:: ASSIGNMENT ::
Among these entries, count the lines containing the word "TimerState" and answer with only the number.

Records from a data source:
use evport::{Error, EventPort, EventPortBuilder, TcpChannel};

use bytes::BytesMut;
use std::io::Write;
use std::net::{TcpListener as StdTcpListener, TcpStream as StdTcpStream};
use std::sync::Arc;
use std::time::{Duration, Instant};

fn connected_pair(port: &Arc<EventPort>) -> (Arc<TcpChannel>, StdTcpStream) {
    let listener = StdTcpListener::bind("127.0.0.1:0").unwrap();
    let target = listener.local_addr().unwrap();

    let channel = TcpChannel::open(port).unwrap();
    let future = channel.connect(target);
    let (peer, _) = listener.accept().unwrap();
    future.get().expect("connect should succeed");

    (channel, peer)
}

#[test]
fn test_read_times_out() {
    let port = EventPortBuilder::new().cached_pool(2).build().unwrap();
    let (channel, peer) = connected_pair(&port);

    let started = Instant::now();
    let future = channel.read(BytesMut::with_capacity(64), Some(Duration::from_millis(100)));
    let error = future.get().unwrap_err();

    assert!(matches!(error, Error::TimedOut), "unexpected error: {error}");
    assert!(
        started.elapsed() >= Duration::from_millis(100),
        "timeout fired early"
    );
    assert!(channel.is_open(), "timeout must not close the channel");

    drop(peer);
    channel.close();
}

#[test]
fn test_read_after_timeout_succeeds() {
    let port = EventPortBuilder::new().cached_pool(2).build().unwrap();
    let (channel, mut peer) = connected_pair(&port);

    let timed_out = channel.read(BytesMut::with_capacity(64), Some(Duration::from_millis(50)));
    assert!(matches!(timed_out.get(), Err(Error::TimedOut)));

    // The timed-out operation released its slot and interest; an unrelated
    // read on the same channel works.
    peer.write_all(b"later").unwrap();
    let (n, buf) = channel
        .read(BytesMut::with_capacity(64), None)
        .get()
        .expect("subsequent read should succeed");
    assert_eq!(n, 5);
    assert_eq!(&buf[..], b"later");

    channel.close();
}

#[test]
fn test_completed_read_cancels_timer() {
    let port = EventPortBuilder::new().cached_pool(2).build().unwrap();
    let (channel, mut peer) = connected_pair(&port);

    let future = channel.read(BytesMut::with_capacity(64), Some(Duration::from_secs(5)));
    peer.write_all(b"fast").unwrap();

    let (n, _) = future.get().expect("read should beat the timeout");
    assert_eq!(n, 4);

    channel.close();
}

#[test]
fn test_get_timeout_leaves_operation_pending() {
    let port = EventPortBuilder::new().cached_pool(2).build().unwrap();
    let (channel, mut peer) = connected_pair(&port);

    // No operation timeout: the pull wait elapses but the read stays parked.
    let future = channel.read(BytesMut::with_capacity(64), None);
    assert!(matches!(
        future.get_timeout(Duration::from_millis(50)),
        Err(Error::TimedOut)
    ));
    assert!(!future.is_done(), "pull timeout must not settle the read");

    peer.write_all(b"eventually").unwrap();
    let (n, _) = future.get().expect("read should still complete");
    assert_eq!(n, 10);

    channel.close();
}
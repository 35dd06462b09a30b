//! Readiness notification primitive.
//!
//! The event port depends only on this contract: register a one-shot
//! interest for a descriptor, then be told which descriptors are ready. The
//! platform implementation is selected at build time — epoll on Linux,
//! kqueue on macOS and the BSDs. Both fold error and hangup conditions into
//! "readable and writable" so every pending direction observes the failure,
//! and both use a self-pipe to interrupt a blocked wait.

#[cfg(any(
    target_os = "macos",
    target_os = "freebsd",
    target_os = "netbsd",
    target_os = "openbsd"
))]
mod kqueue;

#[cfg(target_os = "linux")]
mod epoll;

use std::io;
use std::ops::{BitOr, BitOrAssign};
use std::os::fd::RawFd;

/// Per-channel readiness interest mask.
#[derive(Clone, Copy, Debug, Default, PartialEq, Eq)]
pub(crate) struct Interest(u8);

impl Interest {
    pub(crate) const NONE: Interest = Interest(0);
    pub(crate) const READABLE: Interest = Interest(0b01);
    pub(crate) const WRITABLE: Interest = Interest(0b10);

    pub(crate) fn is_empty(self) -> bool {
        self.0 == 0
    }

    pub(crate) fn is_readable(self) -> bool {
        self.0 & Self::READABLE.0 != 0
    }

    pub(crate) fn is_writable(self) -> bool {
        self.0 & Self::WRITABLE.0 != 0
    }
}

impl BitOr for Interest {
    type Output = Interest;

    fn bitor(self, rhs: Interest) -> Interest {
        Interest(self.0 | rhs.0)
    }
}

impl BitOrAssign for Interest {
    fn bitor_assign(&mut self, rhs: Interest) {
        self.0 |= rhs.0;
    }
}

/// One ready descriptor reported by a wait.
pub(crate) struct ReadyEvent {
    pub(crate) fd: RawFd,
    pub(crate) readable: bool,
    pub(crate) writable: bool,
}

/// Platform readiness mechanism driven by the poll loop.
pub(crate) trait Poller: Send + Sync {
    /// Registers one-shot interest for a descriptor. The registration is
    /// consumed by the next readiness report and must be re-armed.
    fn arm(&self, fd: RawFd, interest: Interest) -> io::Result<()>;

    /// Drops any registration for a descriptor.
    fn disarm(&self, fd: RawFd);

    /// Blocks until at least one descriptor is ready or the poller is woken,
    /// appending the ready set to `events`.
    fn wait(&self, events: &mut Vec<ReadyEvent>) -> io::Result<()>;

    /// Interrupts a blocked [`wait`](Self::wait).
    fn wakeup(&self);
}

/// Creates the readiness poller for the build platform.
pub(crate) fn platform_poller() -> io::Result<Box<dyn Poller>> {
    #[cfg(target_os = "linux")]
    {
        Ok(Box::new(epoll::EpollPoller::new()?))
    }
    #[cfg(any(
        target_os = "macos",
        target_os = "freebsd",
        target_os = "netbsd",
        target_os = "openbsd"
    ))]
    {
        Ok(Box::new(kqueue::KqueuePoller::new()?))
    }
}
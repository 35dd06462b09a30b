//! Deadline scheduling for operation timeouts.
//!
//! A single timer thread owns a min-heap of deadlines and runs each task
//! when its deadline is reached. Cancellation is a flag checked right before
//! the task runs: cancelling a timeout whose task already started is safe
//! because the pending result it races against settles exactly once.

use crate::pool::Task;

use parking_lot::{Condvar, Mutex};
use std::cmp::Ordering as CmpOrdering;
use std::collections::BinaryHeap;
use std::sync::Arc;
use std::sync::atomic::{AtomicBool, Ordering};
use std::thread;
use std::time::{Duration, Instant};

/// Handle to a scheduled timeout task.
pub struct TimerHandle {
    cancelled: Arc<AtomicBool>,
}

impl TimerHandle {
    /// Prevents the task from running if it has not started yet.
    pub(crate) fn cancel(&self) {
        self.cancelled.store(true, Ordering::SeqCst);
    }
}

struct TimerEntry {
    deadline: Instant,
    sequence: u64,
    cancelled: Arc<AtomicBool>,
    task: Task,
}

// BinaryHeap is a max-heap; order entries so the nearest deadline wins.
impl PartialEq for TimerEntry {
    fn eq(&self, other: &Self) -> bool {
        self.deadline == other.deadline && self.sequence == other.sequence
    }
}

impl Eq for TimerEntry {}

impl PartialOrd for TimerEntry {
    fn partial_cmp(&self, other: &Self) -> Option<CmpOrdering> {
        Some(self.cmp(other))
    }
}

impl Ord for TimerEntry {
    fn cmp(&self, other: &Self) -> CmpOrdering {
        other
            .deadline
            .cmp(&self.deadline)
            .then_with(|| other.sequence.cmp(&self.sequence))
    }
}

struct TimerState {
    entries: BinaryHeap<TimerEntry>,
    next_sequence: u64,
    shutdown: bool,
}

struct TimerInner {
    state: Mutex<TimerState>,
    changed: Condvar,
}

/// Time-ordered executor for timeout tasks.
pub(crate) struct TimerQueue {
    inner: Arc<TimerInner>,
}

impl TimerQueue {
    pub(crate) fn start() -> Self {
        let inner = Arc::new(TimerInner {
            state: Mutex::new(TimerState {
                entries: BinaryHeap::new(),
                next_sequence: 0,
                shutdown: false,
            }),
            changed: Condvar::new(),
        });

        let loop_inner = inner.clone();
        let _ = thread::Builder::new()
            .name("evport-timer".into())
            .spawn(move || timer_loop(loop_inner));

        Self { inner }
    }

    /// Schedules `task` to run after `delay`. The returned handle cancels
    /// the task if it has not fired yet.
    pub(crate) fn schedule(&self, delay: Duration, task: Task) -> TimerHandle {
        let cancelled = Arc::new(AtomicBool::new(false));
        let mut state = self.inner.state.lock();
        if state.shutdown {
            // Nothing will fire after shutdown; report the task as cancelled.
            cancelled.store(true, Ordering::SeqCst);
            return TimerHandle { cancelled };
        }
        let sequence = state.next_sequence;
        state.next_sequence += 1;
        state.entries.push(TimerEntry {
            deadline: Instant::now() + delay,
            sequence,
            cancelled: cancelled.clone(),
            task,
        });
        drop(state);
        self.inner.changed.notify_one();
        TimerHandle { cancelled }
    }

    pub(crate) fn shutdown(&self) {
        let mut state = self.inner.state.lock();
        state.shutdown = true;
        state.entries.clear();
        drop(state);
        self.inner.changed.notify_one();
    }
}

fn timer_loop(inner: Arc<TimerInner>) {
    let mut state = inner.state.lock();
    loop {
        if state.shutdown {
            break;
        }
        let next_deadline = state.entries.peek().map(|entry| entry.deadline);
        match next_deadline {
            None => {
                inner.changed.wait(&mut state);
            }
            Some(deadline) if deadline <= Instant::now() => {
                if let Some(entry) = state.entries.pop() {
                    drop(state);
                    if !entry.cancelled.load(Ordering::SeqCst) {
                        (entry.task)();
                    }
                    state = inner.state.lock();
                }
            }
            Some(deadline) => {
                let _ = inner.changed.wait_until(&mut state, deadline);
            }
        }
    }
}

:: REPLY ::
3